PHOENIX — Hacía tiempo que los Diamondbacks no tenían un juego así: una paliza en la que pudieran relajarse y respirar tranquilos.
Y nunca antes habían tenido un inning como el quinto episodio de su victoria por 13-6 sobre los Rockies la tarde del domingo.
“La ofensiva salió con todo y nos dio un gran impulso”, dijo el abridor Brandon Pfaadt, que tuvo que trabajar duro para superar cinco entradas.
El momentum para el ataque de ocho anotaciones en la parte baja del quinto inning pudo haber comenzado en la parte alta del episodio, cuando el jardinero izquierdo cubano Lourdes Gurriel Jr. hizo un gran disparo al home para retirar a Warming Bernabel en el plato, el último out que registró Pfaadt.
“Fue uno de esos cambios de momento que se producen en los juegos y lo aprovechamos”, destacó el mánager de Arizona, Torey Lovullo.
El histórico inning comenzó de manera bastante inocente contra el abridor de Colorado, Tanner Gordon, ya que tanto los dominicanos Ketel Marte y Geraldo Perdomo fueron retirados fácilmente.
Perdomo fue el último out que Gordon conseguiría, y sería el último que el staff de pitcheo de los Rockies registraría por un tiempo.
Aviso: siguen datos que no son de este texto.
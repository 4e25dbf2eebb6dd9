//! Split handler (spec §4.3.8): break the payload on a delimiter byte sequence into one
//! [`crate::message::Part`] per chunk, truncated to `maxParts`.

use crate::error::RunnerError;
use crate::format::{parse_options, ExecContext, FormatOperation, OperationHandler, OutputTarget};
use crate::message::{Message, Part};
use serde::Deserialize;

const COMPONENT: &str = "format.split";

#[derive(Debug, Clone, Deserialize)]
pub struct SplitOptions {
    pub delimiter: String,
    #[serde(default = "default_prefix", rename = "partNamePrefix")]
    pub part_name_prefix: String,
    #[serde(default = "default_content_type", rename = "contentType")]
    pub content_type: String,
    #[serde(default = "default_max_parts", rename = "maxParts")]
    pub max_parts: usize,
}

fn default_prefix() -> String {
    "part".to_string()
}

fn default_content_type() -> String {
    "text/plain".to_string()
}

fn default_max_parts() -> usize {
    100
}

pub struct SplitHandler;

impl OperationHandler for SplitHandler {
    fn name(&self) -> &'static str {
        "split"
    }

    fn validate(&self, op: &FormatOperation) -> Result<(), RunnerError> {
        let opts: SplitOptions = parse_options(COMPONENT, &op.options)?;
        if opts.delimiter.is_empty() {
            return Err(RunnerError::validation_failed(COMPONENT, "delimiter must be non-empty"));
        }
        if opts.max_parts == 0 {
            return Err(RunnerError::validation_failed(COMPONENT, "maxParts must be > 0"));
        }
        if op.output != OutputTarget::Parts {
            return Err(RunnerError::validation_failed(COMPONENT, "split requires output=parts"));
        }
        Ok(())
    }

    fn execute(&self, _ctx: &ExecContext, msg: &mut Message, op: &FormatOperation) -> Result<(), RunnerError> {
        let opts: SplitOptions = parse_options(COMPONENT, &op.options)?;

        let chunks: Vec<&[u8]> = if msg.data.is_empty() {
            vec![&msg.data[..]]
        } else {
            split_bytes(&msg.data, opts.delimiter.as_bytes())
        };

        for (idx, chunk) in chunks.into_iter().take(opts.max_parts).enumerate() {
            let mut part = Part::new(format!("{}{idx}", opts.part_name_prefix), chunk.to_vec());
            part.content_type = Some(opts.content_type.clone());
            msg.parts.push(part);
        }
        Ok(())
    }
}

fn split_bytes<'a>(data: &'a [u8], delimiter: &[u8]) -> Vec<&'a [u8]> {
    let mut out = Vec::new();
    let mut rest = data;
    loop {
        match find_subslice(rest, delimiter) {
            Some(pos) => {
                out.push(&rest[..pos]);
                rest = &rest[pos + delimiter.len()..];
            }
            None => {
                out.push(rest);
                break;
            }
        }
    }
    out
}

fn find_subslice(haystack: &[u8], needle: &[u8]) -> Option<usize> {
    if needle.is_empty() || needle.len() > haystack.len() {
        return None;
    }
    haystack.windows(needle.len()).position(|w| w == needle)
}
//! End-to-end scenarios (spec §8 "Concrete end-to-end scenarios") plus the universal
//! invariants that only make sense exercised against a fully wired runner chain rather
//! than a single handler in isolation.

use flowrunner::error::ErrorKind;
use flowrunner::format::{FormatOperation, FormatRunnerConfig, InputSource, OutputTarget};
use flowrunner::jwt::{JwtRunner, JwtRunnerConfig};
use flowrunner::message::Message;
use flowrunner::runner::Runner;
use jsonwebtoken::{Algorithm, EncodingKey, Header};
use serde_json::json;
use std::sync::mpsc;
use std::time::{Duration, SystemTime, UNIX_EPOCH};

// 2048-bit RSA test key pair, not used anywhere outside this test file.
const TEST_RSA_PRIVATE_PEM: &str = include_str!("fixtures/test_rsa_private.pem");
const TEST_KID: &str = "test-signing-key";
const TEST_RSA_N: &str = "t_qvl9n5aV8-SjLJ1ziAmFGj70DkXvOioC7ZvezLESAS1ijVfLshaRMrh1FWcQrnEtiJCInhHlwr99sNytwKfmU0P50HNGe_sElcnfFq3z7v1pDgV8Vpu8nUM9R5yI7FVHfHEQl6bs2xFZdzfB8-Ktv0dFPJBdGRbhHAJCgMIjztWn2P0LjAOe3WT2uQ-3iRzOP1T88dv3_vmJljydnXuQ9mkhAhVWmuBKa5syII29Ivo0ApCXznbR2XNWuyUUPx2my8SRJcgcOZcj-lKr_L7Mw_T2hJfKMJnz4maS60Q6Nt0GDYPvuPDAPLL5g2CLHoV4lmL_ffXrAkelUo2v1vsQ";
const TEST_RSA_E: &str = "AQAB";

fn now_secs() -> i64 {
    SystemTime::now().duration_since(UNIX_EPOCH).unwrap().as_secs() as i64
}

fn sign_rs256(claims: &serde_json::Value) -> String {
    let mut header = Header::new(Algorithm::RS256);
    header.kid = Some(TEST_KID.to_string());
    let key = EncodingKey::from_rsa_pem(TEST_RSA_PRIVATE_PEM.as_bytes()).unwrap();
    jsonwebtoken::encode(&header, claims, &key).unwrap()
}

/// Starts a mock JWKS endpoint serving a single RSA signing key, returning the URL and a
/// sender that shuts the background thread down.
fn start_mock_jwks() -> (String, mpsc::Sender<()>) {
    let body = format!(
        r#"{{"keys":[{{"kty":"RSA","use":"sig","kid":"{TEST_KID}","alg":"RS256","n":"{TEST_RSA_N}","e":"{TEST_RSA_E}"}}]}}"#
    );
    let server = tiny_http::Server::http("127.0.0.1:0").unwrap();
    let addr = server.server_addr();
    let url = format!("http://{addr}/jwks.json");
    let (tx, rx) = mpsc::channel();
    std::thread::spawn(move || loop {
        if rx.try_recv().is_ok() {
            break;
        }
        if let Ok(Some(request)) = server.recv_timeout(Duration::from_millis(100)) {
            let _ = request.respond(tiny_http::Response::from_string(body.clone()));
        }
    });
    (url, tx)
}

fn jwt_config(jwks_url: String, fail_on_error: bool) -> JwtRunnerConfig {
    JwtRunnerConfig {
        enabled: true,
        token_metadata_key: "authorization".into(),
        token_prefix: "Bearer ".into(),
        jwks_url: Some(jwks_url),
        jwks_refresh_interval: Duration::from_secs(3600),
        issuer: Some("https://test.example.com".into()),
        audience: Some("test-audience".into()),
        required_claims: vec![],
        claim_prefix: "jwt_".into(),
        fail_on_error,
        allowed_algorithms: vec!["RS256".into()],
        clock_skew: Duration::from_secs(60),
    }
}

/// Scenario 1: JWT happy path.
#[test]
fn scenario_jwt_happy_path() {
    let (url, stop) = start_mock_jwks();
    let runner = JwtRunner::new(jwt_config(url, true)).unwrap();

    let now = now_secs();
    let token = sign_rs256(&json!({
        "iss": "https://test.example.com",
        "aud": "test-audience",
        "sub": "test-user",
        "email": "test@example.com",
        "role": "admin",
        "exp": now + 3600,
        "iat": now,
    }));

    let mut msg = Message::new(b"1".to_vec())
        .with_metadata("authorization", format!("Bearer {token}"))
        .with_metadata("other", "value");

    runner.process(&mut msg).unwrap();

    assert_eq!(msg.metadata["jwt_verified"], "true");
    assert_eq!(msg.metadata["jwt_sub"], "test-user");
    assert_eq!(msg.metadata["jwt_email"], "test@example.com");
    assert_eq!(msg.metadata["other"], "value");

    runner.close().unwrap();
    let _ = stop.send(());
}

/// Scenario 2: JWT array claim renders as a comma-joined string.
#[test]
fn scenario_jwt_array_claim() {
    let (url, stop) = start_mock_jwks();
    let runner = JwtRunner::new(jwt_config(url, true)).unwrap();

    let now = now_secs();
    let token = sign_rs256(&json!({
        "iss": "https://test.example.com",
        "aud": "test-audience",
        "roles": ["admin", "user", "developer"],
        "exp": now + 3600,
    }));

    let mut msg = Message::new(b"1".to_vec()).with_metadata("authorization", format!("Bearer {token}"));
    runner.process(&mut msg).unwrap();

    assert_eq!(msg.metadata["jwt_roles"], "admin,user,developer");

    runner.close().unwrap();
    let _ = stop.send(());
}

/// Scenario 3: expired token with `failOnError = false` doesn't fail the runner; it's
/// recorded in metadata instead.
#[test]
fn scenario_jwt_expired_fail_on_error_false() {
    let (url, stop) = start_mock_jwks();
    let mut cfg = jwt_config(url, false);
    cfg.clock_skew = Duration::from_secs(1);
    let runner = JwtRunner::new(cfg).unwrap();

    let now = now_secs();
    let token = sign_rs256(&json!({
        "iss": "https://test.example.com",
        "aud": "test-audience",
        "exp": now - 3600,
    }));

    let mut msg = Message::new(b"1".to_vec()).with_metadata("authorization", format!("Bearer {token}"));
    runner.process(&mut msg).unwrap();

    assert_eq!(msg.metadata["jwt_verified"], "false");
    assert!(!msg.metadata["jwt_error"].is_empty());

    runner.close().unwrap();
    let _ = stop.send(());
}

/// Scenario 4: format encode.
#[test]
fn scenario_format_encode() {
    let cfg = FormatRunnerConfig {
        operations: vec![FormatOperation {
            op_type: "encode".into(),
            input: InputSource::Data,
            output: OutputTarget::Data,
            options: json!({"encoding": "base64", "operation": "encode"}),
        }],
        timeout: Duration::from_secs(5),
        verbose: false,
    };
    let runner = flowrunner::format::FormatRunner::new(cfg).unwrap();
    let mut msg = Message::new(b"1".to_vec()).with_data(b"hello".to_vec());
    runner.process(&mut msg).unwrap();
    assert_eq!(msg.data, b"aGVsbG8=".to_vec());
}

/// Scenario 5: template rendering against metadata.
#[test]
fn scenario_format_template_with_metadata() {
    let cfg = FormatRunnerConfig {
        operations: vec![FormatOperation {
            op_type: "template".into(),
            input: InputSource::Data,
            output: OutputTarget::Data,
            options: json!({"template": "Name: {{ metadata.name }}", "maxTemplateSize": 1024}),
        }],
        timeout: Duration::from_secs(5),
        verbose: false,
    };
    let runner = flowrunner::format::FormatRunner::new(cfg).unwrap();
    let mut msg = Message::new(b"1".to_vec())
        .with_data(b"test".to_vec())
        .with_metadata("name", "John");
    runner.process(&mut msg).unwrap();
    assert_eq!(msg.data, b"Name: John".to_vec());
}

/// Scenario 6: zstd compress/decompress round-trip with a strictly smaller compressed size.
#[test]
fn scenario_zstd_round_trip() {
    let payload: Vec<u8> = "This is a test string that repeats. "
        .bytes()
        .cycle()
        .take(36_000)
        .collect();

    let compress_cfg = FormatRunnerConfig {
        operations: vec![FormatOperation {
            op_type: "compress".into(),
            input: InputSource::Data,
            output: OutputTarget::Data,
            options: json!({"algorithm": "zstd", "operation": "compress"}),
        }],
        timeout: Duration::from_secs(5),
        verbose: false,
    };
    let compressor = flowrunner::format::FormatRunner::new(compress_cfg).unwrap();
    let mut msg = Message::new(b"1".to_vec()).with_data(payload.clone());
    compressor.process(&mut msg).unwrap();
    assert!(msg.data.len() < payload.len());

    let decompress_cfg = FormatRunnerConfig {
        operations: vec![FormatOperation {
            op_type: "compress".into(),
            input: InputSource::Data,
            output: OutputTarget::Data,
            options: json!({"algorithm": "zstd", "operation": "decompress"}),
        }],
        timeout: Duration::from_secs(5),
        verbose: false,
    };
    let decompressor = flowrunner::format::FormatRunner::new(decompress_cfg).unwrap();
    decompressor.process(&mut msg).unwrap();
    assert_eq!(msg.data, payload);
}

/// Scenario 7: json -> yaml serialize, alphabetical keys, round-trips to the same object.
#[test]
fn scenario_serialize_json_to_yaml() {
    let cfg = FormatRunnerConfig {
        operations: vec![FormatOperation {
            op_type: "serialize".into(),
            input: InputSource::Data,
            output: OutputTarget::Data,
            options: json!({"from": "json", "to": "yaml"}),
        }],
        timeout: Duration::from_secs(5),
        verbose: false,
    };
    let runner = flowrunner::format::FormatRunner::new(cfg).unwrap();
    let mut msg = Message::new(b"1".to_vec()).with_data(br#"{"name":"John","age":30}"#.to_vec());
    runner.process(&mut msg).unwrap();

    let rendered = String::from_utf8(msg.data.clone()).unwrap();
    assert!(rendered.trim_start().starts_with("age:"));
    assert!(rendered.contains("name:"));

    let parsed: serde_json::Value = serde_yaml::from_str(&rendered).unwrap();
    assert_eq!(parsed, json!({"name": "John", "age": 30}));
}

/// Scenario 8: newline split into three named parts.
#[test]
fn scenario_split_newline() {
    let cfg = FormatRunnerConfig {
        operations: vec![FormatOperation {
            op_type: "split".into(),
            input: InputSource::Data,
            output: OutputTarget::Parts,
            options: json!({"delimiter": "\n", "maxParts": 100}),
        }],
        timeout: Duration::from_secs(5),
        verbose: false,
    };
    let runner = flowrunner::format::FormatRunner::new(cfg).unwrap();
    let mut msg = Message::new(b"1".to_vec()).with_data(b"line1\nline2\nline3".to_vec());
    runner.process(&mut msg).unwrap();

    assert_eq!(msg.parts.len(), 3);
    assert_eq!(msg.parts[0].name, "part0");
    assert_eq!(msg.parts[0].data, b"line1");
    assert_eq!(msg.parts[1].name, "part1");
    assert_eq!(msg.parts[1].data, b"line2");
    assert_eq!(msg.parts[2].name, "part2");
    assert_eq!(msg.parts[2].data, b"line3");
}

/// Universal invariant: two concurrent `Close` calls both succeed, and a subsequent
/// `Process` fails `Stopped`.
#[test]
fn concurrent_close_calls_both_succeed() {
    let cfg = FormatRunnerConfig {
        operations: vec![FormatOperation {
            op_type: "encode".into(),
            input: InputSource::Data,
            output: OutputTarget::Data,
            options: json!({"encoding": "base64", "operation": "encode"}),
        }],
        timeout: Duration::from_secs(5),
        verbose: false,
    };
    let runner = std::sync::Arc::new(flowrunner::format::FormatRunner::new(cfg).unwrap());

    let r1 = runner.clone();
    let r2 = runner.clone();
    let t1 = std::thread::spawn(move || r1.close());
    let t2 = std::thread::spawn(move || r2.close());
    assert!(t1.join().unwrap().is_ok());
    assert!(t2.join().unwrap().is_ok());

    let mut msg = Message::new(b"1".to_vec()).with_data(b"hello".to_vec());
    let err = runner.process(&mut msg).unwrap_err();
    assert_eq!(err.kind, ErrorKind::Stopped);
}

/// Universal invariant: `Process` returns within `T + epsilon` for a chain that never
/// itself blocks past the deadline.
#[test]
fn format_runner_respects_timeout_budget() {
    let cfg = FormatRunnerConfig {
        operations: vec![FormatOperation {
            op_type: "encode".into(),
            input: InputSource::Data,
            output: OutputTarget::Data,
            options: json!({"encoding": "base64", "operation": "encode"}),
        }],
        timeout: Duration::from_millis(500),
        verbose: false,
    };
    let runner = flowrunner::format::FormatRunner::new(cfg).unwrap();
    let mut msg = Message::new(b"1".to_vec()).with_data(b"hello".to_vec());

    let started = std::time::Instant::now();
    runner.process(&mut msg).unwrap();
    assert!(started.elapsed() < Duration::from_secs(1));
}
Arizona estableció un récord del club con nueve hits consecutivos como parte de un rally de ocho carreras que puso el partido —y la barrida de la serie— en el congelador.
Fue la mayor cantidad de hits consecutivos con dos outs en la historia de los Diamondbacks y la mayor cantidad en las Grandes Ligas desde que los Azulejos dieron también nueve seguidos contra los Rays el 23 de mayo del 2023.